Rogers Surname Meaning

Rogers is a patronymic (son of) surname in England, deriving from the given name Roger (from hrod meaning “renown” and gari “spear”) that was popular among the Normans. In Wales it was found with the “g” silent, as in Prosser from ap Roger. 

Rogers Surname Resources on The Internet

Rogers and Rodgers Surname Ancestry

  • from SW England and from Ireland (Ulster)
  • to America, Canada and South Africa

England. Rogers has been very much a west country name.  The first instance was Henry Rogeres, recorded in the tax rolls for Worcestershire in 1327.

SW England. A Norman FitzRoger family had settled there in the 14th century and they became Rogers a century or so later. One branch was to be found from the 15th century at Bryanston in Dorset. Thomas Rogers, a Sergeant-in-Law, built Rogers Manor in Bradford in Wiltshire around 1450. The house remained in Rogers hands until 1623. Remnants of the structure can still be seen today, although the building was largely demolished in the 1930’s.

Roger de Norbury had held property and influence in Ludlow and southern Shropshire in the 14th century. His son assumed the surname Rogers and their home, called The Home, was with the Rev. Edward Rogers in the late 18th century.

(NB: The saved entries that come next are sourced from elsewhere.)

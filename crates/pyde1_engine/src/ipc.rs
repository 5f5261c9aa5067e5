//! Length-prefixed framed messages over a pipe, one per subsystem boundary:
//! a 4-byte big-endian length prefix followed by the frame body, generalized
//! to a raw byte frame so either JSON or MQTT/HTTP payloads can ride it.
//!
//! The HTTP and MQTT subsystems in this daemon currently run as in-process
//! `tokio` tasks rather than separate OS processes (see DESIGN.md) — a
//! `tokio` task already gives the "never blocks the core on an external
//! subsystem" guarantee without the deployment complexity of child
//! processes. This module is the framing primitive, ready for a subsystem
//! that does need real process isolation (e.g. a future out-of-process BLE
//! bridge).

use byteorder::{BigEndian, ByteOrder};
use tokio::io::{AsyncRead, AsyncReadExt, AsyncWrite, AsyncWriteExt};

/// Frames longer than this are rejected outright rather than trusted to
/// allocate; no legitimate message on this boundary approaches it.
pub const MAX_FRAME_LEN: u32 = 16 * 1024 * 1024;

#[derive(Debug, thiserror::Error)]
pub enum FrameError {
    #[error("frame length {0} exceeds the {1} byte limit")]
    TooLarge(u32, u32),
    #[error("io error while framing a message: {0}")]
    Io(#[from] std::io::Error),
}

/// Writes `payload` as a 4-byte big-endian length prefix followed by the
/// bytes themselves.
pub async fn write_frame<W: AsyncWrite + Unpin>(writer: &mut W, payload: &[u8]) -> Result<(), FrameError> {
    if payload.len() as u64 > MAX_FRAME_LEN as u64 {
        return Err(FrameError::TooLarge(payload.len() as u32, MAX_FRAME_LEN));
    }
    let mut header = [0u8; 4];
    BigEndian::write_u32(&mut header, payload.len() as u32);
    writer.write_all(&header).await?;
    writer.write_all(payload).await?;
    writer.flush().await?;
    Ok(())
}

/// Reads one length-prefixed frame, or `Ok(None)` on a clean EOF at a
/// frame boundary.
pub async fn read_frame<R: AsyncRead + Unpin>(reader: &mut R) -> Result<Option<Vec<u8>>, FrameError> {
    let mut header = [0u8; 4];
    match reader.read_exact(&mut header).await {
        Ok(()) => {}
        Err(e) if e.kind() == std::io::ErrorKind::UnexpectedEof => return Ok(None),
        Err(e) => return Err(e.into()),
    }
    let len = BigEndian::read_u32(&header);
    if len > MAX_FRAME_LEN {
        return Err(FrameError::TooLarge(len, MAX_FRAME_LEN));
    }
    let mut buffer = vec![0u8; len as usize];
    reader.read_exact(&mut buffer).await?;
    Ok(Some(buffer))
}

#[cfg(test)]
mod test {
    use super::*;

    #[tokio::test]
    async fn round_trips_a_frame_through_an_in_memory_duplex() {
        let (mut client, mut server) = tokio::io::duplex(256);
        write_frame(&mut client, b"hello").await.unwrap();
        let received = read_frame(&mut server).await.unwrap();
        assert_eq!(received, Some(b"hello".to_vec()));
    }

    #[tokio::test]
    async fn oversized_frame_is_rejected_before_allocating() {
        let (mut client, _server) = tokio::io::duplex(256);
        let oversized = vec![0u8; (MAX_FRAME_LEN + 1) as usize];
        let result = write_frame(&mut client, &oversized).await;
        assert!(matches!(result, Err(FrameError::TooLarge(_, _))));
    }

    #[tokio::test]
    async fn clean_eof_at_a_frame_boundary_reads_as_none() {
        let (client, mut server) = tokio::io::duplex(256);
        drop(client);
        let received = read_frame(&mut server).await.unwrap();
        assert_eq!(received, None);
    }
}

The Rogers name also cropped up in Cornwall and Devon:

  • Rogers first appeared at Lanke in Cornwall in the early 1500’s. A Rogers family became prominent at Helston in the 1700’s (where they were MP’s for several generations). They acquired the Penrose estate nearby which remained with the family until its donation in 1974 to the National Trust.
  • another Cornish line traces from James and Margaret Rogers who were living at Rosemorder Farm in the village of Manaccan around the year 1700.
  • then there was a Rogers merchant family at Plymouth from the late 1600’s who prospered and became the baronets of Wisdome in Devon. They were descended from John Rogers, the first Protestant to be martyred in the bloody reign of Queen Mary.

Elsewhere.  The Rodgers spelling has been found in Yorkshire. The best known of these Rodgers was the Joseph Rodgers & Sons cutlery company in Sheffield, started by Maurice and Joseph Rodgers around the year 1730.  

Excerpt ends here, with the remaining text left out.